When we were a newly married couple, we frequently discussed what we would name our children.
- We wanted our children to have names that had meaning to us.
- We wanted the etymology (original literal meaning) of their names to be powerful.
- We wanted family names that represented strong individuals with a teachable heritage.
Let me introduce you to my children.
Emma = Complete or Whole
Patience = Calm Endurance
It took seven years of infertility struggles to finally get our little Emma. They were years of trying to learn how to have patience during long suffering. And still today as we are raising children trying to remember to have patience in the process.
Emma Margaretha Friederike Boldt Ohms is my great-grandmother. She died 15 years before I was born. I do not have any stories about her. What I know about her I have learned from newspapers, Census, and other records. She immigrated from Germany when she was two years old with her parents and grandparents. As an adult, she was the family care giver. As a young mother, with four of her own children, she also cared for her youngest sibling (a half sister). Later in life she cared for a widowed sister and she continually cared for an unmarried son until her death. She is an example of compassion and love.

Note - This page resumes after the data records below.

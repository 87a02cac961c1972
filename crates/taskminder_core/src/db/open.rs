//! Connection bootstrap utilities for SQLite.
//!
//! # Invariants
//! - Returned connections have migrations fully applied.
//! - Every open attempt emits one `db_open` start event and one ok/error event.

use super::migrations::apply_migrations;
use super::{DbError, DbResult};
use log::{error, info};
use rusqlite::Connection;
use std::path::Path;
use std::time::{Duration, Instant};

const BUSY_TIMEOUT: Duration = Duration::from_secs(5);

/// Opens a SQLite task database file and applies all pending migrations.
pub fn open_db(path: impl AsRef<Path>) -> DbResult<Connection> {
    open_with("file", || Connection::open(path))
}

/// Opens an in-memory SQLite task database and applies all pending migrations.
///
/// Used by tests and by the CLI smoke probe.
pub fn open_db_in_memory() -> DbResult<Connection> {
    open_with("memory", Connection::open_in_memory)
}

fn open_with(
    mode: &'static str,
    open: impl FnOnce() -> rusqlite::Result<Connection>,
) -> DbResult<Connection> {
    let started_at = Instant::now();
    info!("event=db_open module=db status=start mode={mode}");

    let result = open()
        .map_err(DbError::from)
        .and_then(|mut conn| bootstrap_connection(&mut conn).map(|()| conn));

    match &result {
        Ok(_) => info!(
            "event=db_open module=db status=ok mode={mode} duration_ms={}",
            started_at.elapsed().as_millis()
        ),
        Err(err) => error!(
            "event=db_open module=db status=error mode={mode} duration_ms={} error={err}",
            started_at.elapsed().as_millis()
        ),
    }

    result
}

fn bootstrap_connection(conn: &mut Connection) -> DbResult<()> {
    conn.busy_timeout(BUSY_TIMEOUT)?;
    apply_migrations(conn)
}
//! External reminder scheduler contract.
//!
//! # Responsibility
//! - Describe the platform facility that fires a notification at an instant.
//! - Define the opaque `ReminderHandle` used to cancel a pending reminder.
//!
//! # Invariants
//! - Handles are only meaningful to the scheduler that issued them.
//! - Implementations must not deduplicate on behalf of callers; the
//!   coordinator owns the at-most-one-per-task rule.

use crate::model::task::{Task, TaskId};
use chrono::{DateTime, Utc};
use std::error::Error;
use std::fmt::{Display, Formatter};

pub type SchedulerResult<T> = Result<T, SchedulerError>;

/// Opaque token identifying one pending reminder.
#[derive(Debug, Clone, PartialEq, Eq, PartialOrd, Ord, Hash)]
pub struct ReminderHandle(String);

impl ReminderHandle {
    pub fn new(value: impl Into<String>) -> Self {
        Self(value.into())
    }

    pub fn as_str(&self) -> &str {
        &self.0
    }
}

impl Display for ReminderHandle {
    fn fmt(&self, f: &mut Formatter<'_>) -> std::fmt::Result {
        f.write_str(&self.0)
    }
}

/// Notification payload shown to the user on delivery.
#[derive(Debug, Clone, PartialEq, Eq)]
pub struct ReminderContent {
    pub task_id: TaskId,
    pub title: String,
    pub body: String,
}

impl ReminderContent {
    pub fn for_task(task: &Task) -> Self {
        Self {
            task_id: task.id().clone(),
            title: task.title().to_string(),
            body: task.description().to_string(),
        }
    }
}

/// Result of a notification permission request.
#[derive(Debug, Clone, Copy, PartialEq, Eq)]
pub enum PermissionStatus {
    Granted,
    Denied,
}

/// Failure reported by an external scheduler.
#[derive(Debug, Clone, PartialEq, Eq)]
pub enum SchedulerError {
    /// The scheduler refused the request (bad fire time, quota...).
    Rejected(String),
    /// The scheduler could not be reached or is in a broken state.
    Unavailable(String),
}

impl Display for SchedulerError {
    fn fmt(&self, f: &mut Formatter<'_>) -> std::fmt::Result {
        match self {
            Self::Rejected(message) => write!(f, "scheduler rejected request: {message}"),
            Self::Unavailable(message) => write!(f, "scheduler unavailable: {message}"),
        }
    }
}

impl Error for SchedulerError {}

/// Platform scheduler that fires a callback at a wall-clock instant.
pub trait ReminderScheduler {
    fn request_permission(&self) -> SchedulerResult<PermissionStatus>;
    fn schedule(
        &self,
        content: &ReminderContent,
        fire_at: DateTime<Utc>,
    ) -> SchedulerResult<ReminderHandle>;
    /// Cancels a pending reminder. Unknown handles are not an error.
    fn cancel(&self, handle: &ReminderHandle) -> SchedulerResult<()>;
    /// Lists handles still pending. Observability only.
    fn list_pending(&self) -> SchedulerResult<Vec<ReminderHandle>>;
}

impl<S: ReminderScheduler + ?Sized> ReminderScheduler for &S {
    fn request_permission(&self) -> SchedulerResult<PermissionStatus> {
        (**self).request_permission()
    }

    fn schedule(
        &self,
        content: &ReminderContent,
        fire_at: DateTime<Utc>,
    ) -> SchedulerResult<ReminderHandle> {
        (**self).schedule(content, fire_at)
    }

    fn cancel(&self, handle: &ReminderHandle) -> SchedulerResult<()> {
        (**self).cancel(handle)
    }

    fn list_pending(&self) -> SchedulerResult<Vec<ReminderHandle>> {
        (**self).list_pending()
    }
}
//! SQLite storage bootstrap for the local task backend.
//!
//! # Responsibility
//! - Open and configure SQLite connections backing `SqlitePersistence`.
//! - Apply schema migrations in deterministic order.
//!
//! # Invariants
//! - Migration version is tracked via `PRAGMA user_version`.
//! - No task rows are read or written before migrations succeed.

use std::error::Error;
use std::fmt::{Display, Formatter};

pub mod migrations;
mod open;

pub use open::{open_db, open_db_in_memory};

pub type DbResult<T> = Result<T, DbError>;

#[derive(Debug)]
pub enum DbError {
    Sqlite(rusqlite::Error),
    /// One migration script failed; the transaction was rolled back.
    MigrationFailed {
        version: u32,
        source: rusqlite::Error,
    },
    UnsupportedSchemaVersion {
        db_version: u32,
        latest_supported: u32,
    },
}

impl Display for DbError {
    fn fmt(&self, f: &mut Formatter<'_>) -> std::fmt::Result {
        match self {
            Self::Sqlite(err) => write!(f, "{err}"),
            Self::MigrationFailed { version, source } => {
                write!(f, "migration {version} failed: {source}")
            }
            Self::UnsupportedSchemaVersion {
                db_version,
                latest_supported,
            } => write!(
                f,
                "task database schema version {db_version} is newer than supported {latest_supported}"
            ),
        }
    }
}

impl Error for DbError {
    fn source(&self) -> Option<&(dyn Error + 'static)> {
        match self {
            Self::Sqlite(err) => Some(err),
            Self::MigrationFailed { source, .. } => Some(source),
            Self::UnsupportedSchemaVersion { .. } => None,
        }
    }
}

impl From<rusqlite::Error> for DbError {
    fn from(value: rusqlite::Error) -> Self {
        Self::Sqlite(value)
    }
}
//! Caller-facing error taxonomy for task operations.
//!
//! # Invariants
//! - `InvalidInput` is raised before any network or scheduler call.
//! - `ReminderSchedulingFailed` never implies the store mutation was undone;
//!   it carries the confirmed task when there is one.
//! - Each kind maps to a distinct user message.

use crate::model::task::{Task, TaskId, TaskValidationError};
use crate::reminder::coordinator::ReminderError;
use crate::store::PersistenceError;
use std::error::Error;
use std::fmt::{Display, Formatter};

pub type TaskResult<T> = Result<T, TaskError>;

#[derive(Debug)]
pub enum TaskError {
    /// Local validation failed; nothing was sent.
    InvalidInput(TaskValidationError),
    /// The target id does not exist at the persistence service.
    NotFound(TaskId),
    /// Transport or service-level failure. No retry was attempted.
    StoreUnavailable(PersistenceError),
    /// The store mutation succeeded but the reminder could not be updated.
    ReminderSchedulingFailed {
        task_id: TaskId,
        /// Service-confirmed task; `None` after a delete.
        confirmed: Option<Box<Task>>,
        source: ReminderError,
    },
}

impl TaskError {
    /// Stable machine-readable code used in log events.
    pub fn code(&self) -> &'static str {
        match self {
            Self::InvalidInput(_) => "invalid_input",
            Self::NotFound(_) => "not_found",
            Self::StoreUnavailable(_) => "store_unavailable",
            Self::ReminderSchedulingFailed { .. } => "reminder_scheduling_failed",
        }
    }

    /// Human-readable message suitable for direct display.
    pub fn user_message(&self) -> String {
        match self {
            Self::InvalidInput(TaskValidationError::EmptyTitle) => {
                "Title is required.".to_string()
            }
            Self::InvalidInput(TaskValidationError::EmptyDescription) => {
                "Description is required.".to_string()
            }
            Self::NotFound(_) => "This task no longer exists.".to_string(),
            Self::StoreUnavailable(_) => {
                "Could not reach the task store. Please try again.".to_string()
            }
            Self::ReminderSchedulingFailed {
                source: ReminderError::PermissionDenied,
                ..
            } => "Task saved, but notifications are not allowed, so no reminder was set."
                .to_string(),
            Self::ReminderSchedulingFailed { .. } => {
                "Task saved, but its reminder could not be updated.".to_string()
            }
        }
    }

    /// The confirmed task behind a reminder failure, if any.
    pub fn confirmed_task(&self) -> Option<&Task> {
        match self {
            Self::ReminderSchedulingFailed { confirmed, .. } => confirmed.as_deref(),
            _ => None,
        }
    }

    pub(crate) fn reminder(task_id: TaskId, confirmed: Option<Task>, source: ReminderError) -> Self {
        Self::ReminderSchedulingFailed {
            task_id,
            confirmed: confirmed.map(Box::new),
            source,
        }
    }
}

impl Display for TaskError {
    fn fmt(&self, f: &mut Formatter<'_>) -> std::fmt::Result {
        match self {
            Self::InvalidInput(err) => write!(f, "invalid input: {err}"),
            Self::NotFound(id) => write!(f, "task not found: {id}"),
            Self::StoreUnavailable(err) => write!(f, "task store unavailable: {err}"),
            Self::ReminderSchedulingFailed {
                task_id, source, ..
            } => write!(f, "reminder scheduling failed for task {task_id}: {source}"),
        }
    }
}

impl Error for TaskError {
    fn source(&self) -> Option<&(dyn Error + 'static)> {
        match self {
            Self::InvalidInput(err) => Some(err),
            Self::NotFound(_) => None,
            Self::StoreUnavailable(err) => Some(err),
            Self::ReminderSchedulingFailed { source, .. } => Some(source),
        }
    }
}

impl From<TaskValidationError> for TaskError {
    fn from(value: TaskValidationError) -> Self {
        Self::InvalidInput(value)
    }
}

impl From<PersistenceError> for TaskError {
    fn from(value: PersistenceError) -> Self {
        Self::StoreUnavailable(value)
    }
}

Patience Sibyl Groves Davies Harris is my 3rd great-grandmother. She inspires me to have patience. Her first husband died four years into their marriage; leaving her with two children aged three and under and pregnant with their third. For three years she raised these children alone. She married my 3rd great-grandfather, Llewellyn, in 1865 and they had six children. Llewellyn was a pathfinder missionary for the LDS Church for over 30 years. He traveled throughout the American South West and Mexico blazing new roads and teaching and healing others. Patience took care of the homestead and raised the children. She is a great example of a strong individual with a teachable heritage.
Matthew = Gift of God
Thayne = Follower
After struggling with infertility for years before the birth of our first child, we just resigned ourselves to another struggle. We were amazed to have Matthew less than three years later. He truly was our "Gift from God".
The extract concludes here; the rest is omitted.